La même soirée, la maison de Tabra, joueur du Sily national, située non loin de chez moi, a pris feu. Je me suis rendu compte que Tabra qui évolue en Europe, a envoyé de l’argent et quelqu’un a fait ses installations à son absence. Ils ont dû mettre des petits fils. Le lendemain, c’est moi-même qui ai appelé l’électricien en question pour lui donner l’argent. J’ai préféré perdre mes 15 millions et reprendre les installations. Donc, nous mêmes nous sommes plus ou moins responsables.
Réouverture de la plage de Rogbanè
On a rouvert aujourd’hui les plages qu’on avait fermées depuis le drame de Rogbanè, alors que nulle part le rapport n’a indiqué les raisons pour lesquelles il y a eu ce drame. D’autres vont reprendre ces plages sans tenir compte de la nécessité qu’il y ait des portes d’entrée et des portes de sortie. Le même drame peut donc intervenir à tout moment.
Après l’incendie à Madina, le porte-parole de la police a vite parlé d’un court-circuit
Le gouvernement guinéen a un problème de communication. En Guinée, on néglige les aspects communicationnels y compris chez nous les journalistes. Dans beaucoup d’informations, on affirme sans avoir eu la preuve de ce qu’on affirme. C’est ce qui fait que des erreurs comme ça peuvent arriver. Sinon, on aurait mis ça au conditionnel en attendant qu’on recherche l’information. Tout le monde communique mal parce qu’on ne mesure pas la portée des informations qu’on donne.
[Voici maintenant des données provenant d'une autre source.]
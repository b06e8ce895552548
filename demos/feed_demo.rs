//! Demonstration of the moodfeed engine without a camera.
//!
//! This example shows how to:
//! 1. Create a synthetic landmark source
//! 2. Feed observations into a session
//! 3. Tick the update loop and watch messages post
//! 4. Lay out the feed for a viewport
//!
//! Run with: cargo run --example feed_demo

use std::time::{Duration, Instant};

use moodfeed::{
    config::Config,
    core::{FeedSession, MessageStore, Viewport},
    tracker::{Tracker, TrackerEvent},
    PRIVACY_DECLARATION,
};

fn main() {
    println!("Moodfeed - Feed Demo");
    println!("====================");
    println!();

    // Display privacy declaration
    println!("{PRIVACY_DECLARATION}");
    println!();

    // Create components
    let config = Config::default();
    let mut session = FeedSession::new(MessageStore::builtin(), &config);
    let mut tracker = Tracker::synthetic(config.tick_interval);

    if let Err(e) = tracker.start() {
        eprintln!("Error starting tracker: {e}");
        return;
    }

    println!("Running for 15 seconds...");
    println!();

    let started = Instant::now();
    while started.elapsed() < Duration::from_secs(15) {
        while let Ok(event) = tracker.receiver().try_recv() {
            if matches!(event, TrackerEvent::Ready) {
                println!("Tracker ready");
            }
            session.observe(event);
        }

        let report = session.tick(Instant::now());
        if let Some(posted) = report.posted {
            let window = report
                .window
                .map(|w| format!("[{:+.2}, {:+.2}]", w.min(), w.max()))
                .unwrap_or_else(|| "[full range]".to_string());
            println!(
                "{} ({:+.2}) {}",
                window, posted.message.sentiment, posted.message.text
            );
        }

        std::thread::sleep(config.tick_interval);
    }

    tracker.stop();

    // Lay out the final feed for a 1280x720 viewport
    println!();
    println!("Final layout (1280x720):");
    for entry in session.layout(Viewport::new(1280.0, 720.0)) {
        println!(
            "  y={:>5.1}  opacity={:.2}  hue={:>5.1}  {}",
            entry.y, entry.opacity, entry.hue, entry.text
        );
    }

    println!();
    println!("Posted {} messages in total.", session.transcript().len());
}
//! Moodfeed - expression-driven ambient chat feed engine.
//!
//! An external face tracker streams landmark observations; the engine maps
//! mouth geometry to a smile/frown scalar, slides a sentiment acceptance
//! window across a store of authored messages, and maintains a bounded chat
//! feed with faded, color-coded layout output.
//!
//! # Privacy Guarantees
//!
//! - **No imagery**: video frames never enter this crate, only landmark points
//! - **No retention**: landmark frames are discarded once the expression
//!   scalar is updated
//! - **Simulated chat**: every message is authored content; nothing a viewer
//!   types is read or sent anywhere
//!
//! # Architecture
//!
//! ```text
//! ┌─────────────────────────────────────────────────────────────┐
//! │                      moodfeed engine                         │
//! ├─────────────────────────────────────────────────────────────┤
//! │  ┌───────────┐   ┌────────────┐   ┌────────────┐            │
//! │  │  Tracker  │──▶│ Expression │──▶│ Sentiment  │            │
//! │  │ (replay / │   │ estimator  │   │  window    │            │
//! │  │ synthetic)│   └────────────┘   └─────┬──────┘            │
//! │  └───────────┘                          ▼                   │
//! │  ┌───────────┐   ┌────────────┐   ┌────────────┐            │
//! │  │  Renderer │◀──│   Active   │◀──│  Filter +  │            │
//! │  │  (layout) │   │    feed    │   │ scheduler  │            │
//! │  └───────────┘   └────────────┘   └────────────┘            │
//! └─────────────────────────────────────────────────────────────┘
//! ```
//!
//! # Example
//!
//! ```no_run
//! use moodfeed::{Config, FeedSession, MessageStore, Tracker};
//! use std::time::{Duration, Instant};
//!
//! let config = Config::default();
//! let mut session = FeedSession::new(MessageStore::builtin(), &config);
//!
//! let mut tracker = Tracker::synthetic(Duration::from_millis(33));
//! tracker.start().expect("Failed to start tracker");
//!
//! loop {
//!     while let Ok(event) = tracker.receiver().try_recv() {
//!         session.observe(event);
//!     }
//!     let report = session.tick(Instant::now());
//!     if let Some(posted) = report.posted {
//!         println!("{}", posted.message.text);
//!     }
//!     std::thread::sleep(config.tick_interval);
//! }
//! ```

pub mod config;
pub mod core;
pub mod tracker;
pub mod transparency;

#[cfg(feature = "server")]
pub mod server;

// Re-export key types at crate root for convenience
pub use config::{Config, ConfigError};
pub use core::{
    ActiveFeed, FeedScheduler, FeedSession, Message, MessageStore, PostedMessage, RenderedEntry,
    SentimentWindow, StoreError, TickReport, TrackingState, Viewport,
};
pub use tracker::{
    AggregationPolicy, FaceObservation, Tracker, TrackerConfig, TrackerError, TrackerEvent,
};
pub use transparency::{SharedTransparencyLog, TransparencyLog, TransparencyStats};

/// Library version.
pub const VERSION: &str = env!("CARGO_PKG_VERSION");

/// Privacy declaration that can be displayed to users.
pub const PRIVACY_DECLARATION: &str = r#"
╔══════════════════════════════════════════════════════════════════╗
║                 MOODFEED - PRIVACY DECLARATION                   ║
╠══════════════════════════════════════════════════════════════════╣
║                                                                  ║
║  This engine reacts to your facial expression, locally.          ║
║                                                                  ║
║  ✓ WHAT WE PROCESS:                                              ║
║    • Landmark geometry from the external face tracker            ║
║    • One smile/frown scalar derived from four mouth points       ║
║                                                                  ║
║  ✗ WHAT WE NEVER CAPTURE OR STORE:                               ║
║    • Video frames or images                                      ║
║    • Face identity, embeddings, or recognition data              ║
║    • Anything you type (the chat is simulated)                   ║
║                                                                  ║
║  All processing happens locally. Landmark frames are discarded   ║
║  as soon as the expression scalar is updated.                    ║
║                                                                  ║
║  You can view session statistics anytime with:                   ║
║    moodfeed status                                               ║
║                                                                  ║
╚══════════════════════════════════════════════════════════════════╝
"#;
J’ai aussi suivi le communiquant d’EDG qui a dégagé toute responsabilité. Il aurait pu dire : au stade actuel, nous attendons les enquêtes. Parce que si les enquêtes incriminent EDG, qu’est-ce qu’il va dire alors qu’il avait déjà dit que ce n’est pas EDG.
Approches de solution
- Je préconise qu’EDG intègre dans son système, exige l’audit des installations de ses clients. L’audit, c’est aller vérifier que les installations répondent aux normes. Quand ce n’est pas le cas, EDG consigne ça dans un rapport et envoie une lettre au client en question avec accusé de réception. En cas de problème, devant la justice, EDG peut se prémunir de ce document pour dire nous avons attiré son attention sur des faiblesses de son installation. Comme ça, EDG peut se soustraire des griffes de la Justice. Si ce n’est pas fait, EDG ne peut pas se défendre.
- Je souhaite aussi que chaque citoyen, qui fait des installations électriques, essaye de voir des électriciens compétents. Mieux vaut payer cher en installant bien que de payer cher par sa propre peau. Qu’on exige de voir le diplôme d’un électricien avant de l’engager. Ceux qui ont perdu des milliards, leurs familles et leurs maisons, regardez le prix de ce qui leur est arrivé par rapport au coût qu’ils auraient utilisé pour aller chercher un bon technicien.
- Je demande aux électriciens dans les quartiers qui n’ont pas reçu une bonne formation, de s’associer et d’exiger du gouvernement une formation. Il y a d’ailleurs des moyens mis à la disposition des jeunes guinéens par ce qui les accompagnent dans la recherche d’emploi. Ils peuvent utiliser ça pour se former.